東京理科大學：測序新技術提供基因表達高精數據

　　科技日報北京6月27日電 （實習記者張佳欣）最近，日本東京理科大學的一個研究小組開發了一種新改進的單細胞RNA測序（scRNA-seq）技術。這種新方法，即終止子輔助固相互補DNA（cDNA）擴增和測序（TAS-Seq），使用簡單的材料和設備，提供了比當前廣泛使用的技術更精確的單細胞RNA測序數據。研究人員表示，新技術結合了遺傳檢測靈敏度、反應效率的穩健性和細胞組成的准確性等特性，使研究人員能夠捕獲重要的細胞信息。這項研究發表在27日的《通訊生物學》雜志上。

　　單細胞RNA測序的出現為醫學和生物學領域帶來了革命性的變化，它提供了一次研究數千個細胞內部工作的能力。但單細胞RNA測序方法在確定細胞成分方面，存在潛在的不准確性和低效的cDNA擴增。

　　新的TAS-Seq技術使用一種稱為末端轉移酶（TdT）的不依賴於模板的酶來進行cDNA擴增。但TdT很難處理。為了克服這一挑戰，研究小組利用雙脫氧核苷酸磷酸（ddNTP）作為cDNA擴增反應的“終結者”，極大地降低了TdT反應的技術難度。
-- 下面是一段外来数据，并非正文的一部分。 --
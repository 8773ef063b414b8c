//! Serializing connection pool.
//!
//! Owns at most one live RCON connection. Every operation leases the
//! connection for exactly that one call: lock, ensure connected, execute,
//! unlock. The lease must never be held across a timer wait or a second
//! logical operation. Any error drops the connection so the next lease
//! reconnects from scratch.

use tokio::sync::Mutex;

use crate::error::RconError;
use crate::rcon::types::{PlayerSnapshot, SessionInfo};
use crate::rcon::{RconClient, RconConnect};

/// Pool serializing access to a single underlying RCON connection.
pub struct ConnectionPool {
    connector: Box<dyn RconConnect>,
    client: Mutex<Option<Box<dyn RconClient>>>,
}

impl ConnectionPool {
    /// Creates a pool; the connection itself is established lazily on the
    /// first lease.
    #[must_use]
    pub fn new(connector: Box<dyn RconConnect>) -> Self {
        Self {
            connector,
            client: Mutex::new(None),
        }
    }

    /// Fetches the current session snapshot.
    ///
    /// # Errors
    ///
    /// Returns the connection or command error; the pooled connection is
    /// dropped on failure.
    pub async fn session_info(&self) -> Result<SessionInfo, RconError> {
        let mut guard = self.client.lock().await;
        let client = Self::ensure_connected(&mut guard, self.connector.as_ref()).await?;
        let result = client.session_info().await;
        if result.is_err() {
            *guard = None;
        }
        result
    }

    /// Fetches the full player roster.
    ///
    /// # Errors
    ///
    /// Returns the connection or command error; the pooled connection is
    /// dropped on failure.
    pub async fn players(&self) -> Result<Vec<PlayerSnapshot>, RconError> {
        let mut guard = self.client.lock().await;
        let client = Self::ensure_connected(&mut guard, self.connector.as_ref()).await?;
        let result = client.players().await;
        if result.is_err() {
            *guard = None;
        }
        result
    }

    /// Sends a direct message to a player.
    ///
    /// # Errors
    ///
    /// Returns the connection or command error; the pooled connection is
    /// dropped on failure.
    pub async fn message_player(&self, player_name: &str, message: &str) -> Result<(), RconError> {
        let mut guard = self.client.lock().await;
        let client = Self::ensure_connected(&mut guard, self.connector.as_ref()).await?;
        let result = client.message_player(player_name, message).await;
        if result.is_err() {
            *guard = None;
        }
        result
    }

    /// Punishes a player with the given reason text.
    ///
    /// # Errors
    ///
    /// Returns the connection or command error; the pooled connection is
    /// dropped on failure.
    pub async fn punish_player(&self, player_id: &str, reason: &str) -> Result<(), RconError> {
        let mut guard = self.client.lock().await;
        let client = Self::ensure_connected(&mut guard, self.connector.as_ref()).await?;
        let result = client.punish_player(player_id, reason).await;
        if result.is_err() {
            *guard = None;
        }
        result
    }

    async fn ensure_connected<'a>(
        guard: &'a mut Option<Box<dyn RconClient>>,
        connector: &dyn RconConnect,
    ) -> Result<&'a mut Box<dyn RconClient>, RconError> {
        match guard.take() {
            Some(client) => Ok(guard.insert(client)),
            None => Ok(guard.insert(connector.connect().await?)),
        }
    }
}

impl std::fmt::Debug for ConnectionPool {
    fn fmt(&self, f: &mut std::fmt::Formatter<'_>) -> std::fmt::Result {
        f.debug_struct("ConnectionPool").finish_non_exhaustive()
    }
}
　　TAS-Seq還使用了基於納米孔的單細胞RNA測序平台，該平台允許分離組織樣本中的單個細胞，從而減少細胞採樣偏差並提高細胞組成數據的准確性。

　　研究小組隨后驗証了TAS-Seq的效率，並將其與目前廣泛使用的單細胞RNA測序技術、10X Chromium V2和Smart-seq2進行了比較，其中使用了小鼠和人類肺組織樣本。他們發現，與主要的scRNA-seq平台相比，TAS-Seq不僅可檢測到更多的整體基因，還可識別更多高度可變的基因。

　　領導該研究的七野誠之助理教授說：“我們發現TAS-Seq在基因檢測靈敏度和基因丟失率方面可能優於10X Chromium V2和Smart-Seq2，這表明TAS-Seq可能是最靈敏的高通量scRNA方法之一。我們可更均勻地檢測各種表達水平的基因，也可更有力地檢測生長因子和白細胞介素基因。”

　　新方法的另一個優點是TAS-Seq不太容易受到批次效應的影響。TAS-Seq數據也與組織樣本上的流式細胞儀數據高度相關，表明它可以生成高度准確的細胞組成數據。

　　談到未來，七野誠之助理教授透露：“我們已經完成了TAS-Seq2的開發，這是對TAS-Seq的一個改進的、經過廣泛優化的版本。在小鼠脾細胞中，Tas-seq2的基因檢測靈敏度要高1.5到2倍。”

　　單細胞RNA測序是醫學和生物學研究的重要工具。TAS-Seq和TAS-Seq2的開發將引領新的疾病治療靶點的發現，並在同樣依賴於固相cDNA合成的“空間轉錄學”領域取得進展。它還將加快單細胞組學技術的發展，從而促進人們對生物學和疾病發生發展原理的了解。